Smooth operators communicating for communications test

When you’re designing complex devices and systems for communications and other sophisticated applications, you often need to make measurements with instruments that can talk to each other. You might, for instance, need to synchronize a signal source and an analyzer to evaluate a prototype, or you may need to make automated measurements to collect voluminous characterization data.
Instruments have long been able to communicate with controllers and with each other to serve such applications. That capability dates back to the late ’60s, to the invention of the HP-IB (Hewlett-Packard interface bus), codified as the IEEE-488 standard and taking the vendor-neutral name of GPIB (general-purpose interface bus). And instruments have long been available with general-purpose computer-centric interfaces ranging from RS-232 to USB. But those interfaces have limitations. GPIB cables are bulky and expensive, and data rates are limited. USB cables are ubiquitous and cheap, but the interface has no instrument-specific features and limits you to communications with a few instruments near a single computer.

The LXI (local-area-network-extensions-for-instrumentation) and PXI (PCI-extensions-for-instrumentation) standards are overcoming these limitations. The standards’ respective proponents, which the LXI Consortium and PXI Systems Alliance represent, touted each standard’s features and benefits at industry events during the summer and fall. You can use instruments conforming to either standard alone or in hybrid systems to bring automated test capability to your laboratory. Indicating that there is no single correct instrument-system architecture for every application, several vendors are supporting or are at least investigating both standards (highlighted in Table 1).

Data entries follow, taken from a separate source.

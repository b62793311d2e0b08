//! Task execution and scoring.

use std::sync::Arc;
use std::time::Instant;

use tracing::warn;

use crate::criterion::CriterionEvaluator;
use crate::domain::error::Result;
use crate::domain::result::{TaskResult, TaskStatus};
use crate::domain::task::Task;
use crate::exec::CommandExecutor;
use crate::obs;
use crate::subject::Subject;

/// Criterion id whose outcome is mirrored into `metrics.compile_success`.
pub const COMPILE_CRITERION_ID: &str = "compile";

/// Runs one task: invokes the subject, evaluates every criterion in order,
/// and derives score and status.
#[derive(Clone)]
pub struct TaskRunner {
    evaluator: CriterionEvaluator,
    subject: Arc<dyn Subject>,
}

impl TaskRunner {
    pub fn new(executor: Arc<dyn CommandExecutor>, subject: Arc<dyn Subject>) -> Self {
        Self {
            evaluator: CriterionEvaluator::new(executor),
            subject,
        }
    }

    /// Execute a task and return its result.
    ///
    /// Always returns a result. A failure outside criterion evaluation marks
    /// it `error`, keeping every outcome gathered so far; criteria never
    /// reached stay at fail/0.
    pub async fn run(&self, task: &Task) -> TaskResult {
        let start = Instant::now();
        obs::emit_task_started(&task.id, &task.category, self.subject.name());

        let mut result = TaskResult::pending(task);
        if let Err(e) = self.execute(task, &mut result).await {
            warn!(task_id = %task.id, error = %e, "Task execution failed");
            result.status = TaskStatus::Error;
            result.error = Some(e.to_string());
        }
        result.metrics.wall_time_sec = start.elapsed().as_secs_f64();

        obs::emit_task_finished(
            &task.id,
            result.status,
            result.score,
            result.metrics.wall_time_sec,
        );
        result
    }

    async fn execute(&self, task: &Task, result: &mut TaskResult) -> Result<()> {
        let output = self.subject.invoke(task).await?;
        result.metrics.tokens = output.usage.tokens;
        result.metrics.edits_count = output.usage.edits_count;
        result.metrics.tests_passed = output.usage.tests_passed;
        result.metrics.tests_failed = output.usage.tests_failed;

        let mut earned = 0.0;
        let mut total = 0.0;
        for criterion in &task.acceptance.criteria {
            total += criterion.weight;
            let outcome = self.evaluator.evaluate(&task.id, criterion).await;
            earned += outcome.score;
            result.outcomes.insert(criterion.id.clone(), outcome);
        }

        result.score = compute_score(earned, total);
        result.status = if result.score >= task.acceptance.min_passing_score {
            TaskStatus::Pass
        } else {
            TaskStatus::Fail
        };
        result.metrics.compile_success = result
            .outcomes
            .get(COMPILE_CRITERION_ID)
            .map(|outcome| outcome.pass);
        Ok(())
    }
}

/// `round(100 × earned / total)`, clamped to 0–100.
pub fn compute_score(earned: f64, total: f64) -> u8 {
    if total <= 0.0 {
        return 0;
    }
    (100.0 * earned / total).round().clamp(0.0, 100.0) as u8
}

If you are working in the microwave range, you’ll need an LXI system or a hybrid system with LXI-microwave instruments. In the PXI format, Phase Matrix Inc offers the 26.5-GHz PXI-1420 downconverter, and Pickering Interfaces offers PXI microwave switches. However, general-purpose PXI RF signal sources and receivers, from Aeroflex and National Instruments, top out at 6 and 6.6 GHz, respectively. Rather than looking to boost bandwidth, makers of PXI RF modules have been targeting support for emerging technologies. Aeroflex, for example, recently announced new LTE (long-term-evolution) measurement capabilities for its PXI systems. In contrast, just about any type of instrument you can buy for the bench top is probably available in an LXI-compliant version. For example, Rohde & Schwarz just introduced its R&S ZVA67, a 10-MHz to 67-GHz vector network analyzer. The instrument complies with LXI Class C.

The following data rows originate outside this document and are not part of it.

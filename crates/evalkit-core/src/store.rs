//! Durable run output storage.

use std::fs;
use std::io::Write;
use std::path::{Path, PathBuf};

use chrono::NaiveDate;
use serde::{Deserialize, Serialize};
use tempfile::NamedTempFile;

use crate::aggregate::Summary;
use crate::config::ConfigSnapshot;
use crate::domain::error::{EvalError, Result};
use crate::domain::result::TaskResult;

/// Everything recorded about one run. Written once, then only read.
#[derive(Debug, Clone, PartialEq, Serialize, Deserialize)]
pub struct RunOutput {
    /// RFC 3339 timestamp of the run start.
    pub run_id: String,
    #[serde(default)]
    pub config: ConfigSnapshot,
    #[serde(default)]
    pub tasks: Vec<TaskResult>,
    #[serde(default)]
    pub summary: Summary,
}

/// Filesystem store for run outputs.
///
/// Layout: `<results_dir>/<YYYY-MM-DD>.json`, unless the caller passes an
/// explicit path.
pub struct ResultStore {
    results_dir: PathBuf,
}

impl ResultStore {
    pub fn new(results_dir: impl Into<PathBuf>) -> Self {
        Self {
            results_dir: results_dir.into(),
        }
    }

    /// Default location for a run started on `date`.
    pub fn default_path(&self, date: NaiveDate) -> PathBuf {
        self.results_dir
            .join(format!("{}.json", date.format("%Y-%m-%d")))
    }

    /// Write `output` and return the path it landed at.
    ///
    /// Readers never see a partial file under the final name: the JSON is
    /// written to a temp file in the target directory, then renamed.
    pub fn persist(
        &self,
        output: &RunOutput,
        date: NaiveDate,
        path_override: Option<&Path>,
    ) -> Result<PathBuf> {
        let path = match path_override {
            Some(p) => p.to_path_buf(),
            None => self.default_path(date),
        };
        let content = serde_json::to_string_pretty(output)?;

        write_atomic(&path, content.as_bytes()).map_err(|source| EvalError::Persistence {
            path: path.clone(),
            source,
        })?;
        Ok(path)
    }
}

fn write_atomic(path: &Path, data: &[u8]) -> std::io::Result<()> {
    let dir = match path.parent() {
        Some(parent) if !parent.as_os_str().is_empty() => parent.to_path_buf(),
        _ => PathBuf::from("."),
    };
    fs::create_dir_all(&dir)?;

    let mut tmp = NamedTempFile::new_in(&dir)?;
    tmp.write_all(data)?;
    tmp.as_file().sync_all()?;
    tmp.persist(path).map_err(|e| e.error)?;
    Ok(())
}

/// Read a previously persisted run output.
pub fn read_run_output(path: &Path) -> Result<RunOutput> {
    let content = fs::read_to_string(path)?;
    Ok(serde_json::from_str(&content)?)
}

In addition, LXI can prove to be the technology of choice if you require some form of remote access or if you must cover long distances. For example, if you need to conduct tests on a radar range in which your source and receiver are hundreds of meters apart from each other, an LXI system can easily accomplish measurements that would otherwise be impractical (Reference 1).

On the other hand, PXI affords a way to easily configure an instrument system without dealing with LAN issues and without involving your IT department. PXI inherently provides clock synchronization among instruments in a backplane—an ability available on LXI Class B and C instruments but not on the more common—particularly in the RF and microwave range—Class C versions. Further, PXI systems can stream data at high rates for off-instrument storage and analysis.

Making the case for LXI
“Today, 1211 products are certified as LXI-compliant, approximately a 50% increase from 12 months ago,” said Agilent Technologies’ Von Campbell, who serves as the LXI Consortium’s president, speaking Sept 16 at Autotestcon. Over the same period, he said, instrument families available with LXI connectivity increased from 64 to 140, with 24 member companies having LXI-compliant products. He noted that LXI products cover every major product category for building a high-performance test system, with no holes or gaps in instrument capability.

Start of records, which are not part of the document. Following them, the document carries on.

//! Check command execution.
//!
//! [`CommandExecutor`] is the seam between scoring and real processes:
//! it takes a command string and reports how the process exited. The shell
//! implementation runs commands in a working directory with all output
//! discarded; tests substitute [`crate::fakes::ScriptedExecutor`].

use std::path::PathBuf;
use std::process::Stdio;
use std::time::Instant;

use async_trait::async_trait;
use tokio::process::Command;
use tracing::debug;

/// How a check process terminated.
#[derive(Debug, Clone, Copy, PartialEq, Eq)]
pub struct ExitOutcome {
    /// Exit code, `None` when the process was killed by a signal.
    pub code: Option<i32>,
    pub duration_ms: u64,
}

impl ExitOutcome {
    pub fn success(&self) -> bool {
        self.code == Some(0)
    }
}

/// Runs a check command to completion.
///
/// `Err` means the process could not be run at all (spawn failure);
/// a process that ran and exited nonzero is `Ok`.
#[async_trait]
pub trait CommandExecutor: Send + Sync {
    async fn execute(&self, command: &str) -> std::io::Result<ExitOutcome>;
}

/// Executes commands through the platform shell.
#[derive(Debug, Clone, Default)]
pub struct ShellExecutor {
    /// Directory commands run in; the process working directory when unset.
    work_dir: Option<PathBuf>,
}

impl ShellExecutor {
    pub fn new() -> Self {
        Self::default()
    }

    pub fn in_dir(work_dir: impl Into<PathBuf>) -> Self {
        Self {
            work_dir: Some(work_dir.into()),
        }
    }

    fn command(&self, command: &str) -> Command {
        let mut cmd = if cfg!(windows) {
            let mut c = Command::new("cmd");
            c.arg("/C").arg(command);
            c
        } else {
            let mut c = Command::new("sh");
            c.arg("-c").arg(command);
            c
        };
        if let Some(dir) = &self.work_dir {
            cmd.current_dir(dir);
        }
        cmd.stdin(Stdio::null())
            .stdout(Stdio::null())
            .stderr(Stdio::null());
        cmd
    }
}

#[async_trait]
impl CommandExecutor for ShellExecutor {
    async fn execute(&self, command: &str) -> std::io::Result<ExitOutcome> {
        let start = Instant::now();
        let status = self.command(command).status().await?;
        let outcome = ExitOutcome {
            code: status.code(),
            duration_ms: start.elapsed().as_millis() as u64,
        };
        debug!(command = %command, exit_code = ?outcome.code, duration_ms = outcome.duration_ms, "Check finished");
        Ok(outcome)
    }
}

Joining Campbell at the Autotestcon LXI presentation were Rob Purser, manager for test-and-measurement products for Matlab and Simulink at The MathWorks; Bob Stasonis, sales and marketing manager at Pickering Interfaces; Chris Van Woerkom, senior marketing engineer at Agilent Technologies; and Tom Sarfi, vice president of business development at VTI Instruments.

Purser noted that LXI “leverages the telecom wave” to reduce interconnect costs and ensure long-term stability for your test system. Ethernet, he said, has a 30-year history of evolution and maintains compatibility. Most LXI implementations don’t require special hardware, although Purser cautioned against buying the cheapest Ethernet cables for your instrument system. He said LXI complements current technologies, allowing you to use LXI with your GPIB, PXI, or VXI (Versa Module Eurocard-bus-extensions-for-instrumentation) system.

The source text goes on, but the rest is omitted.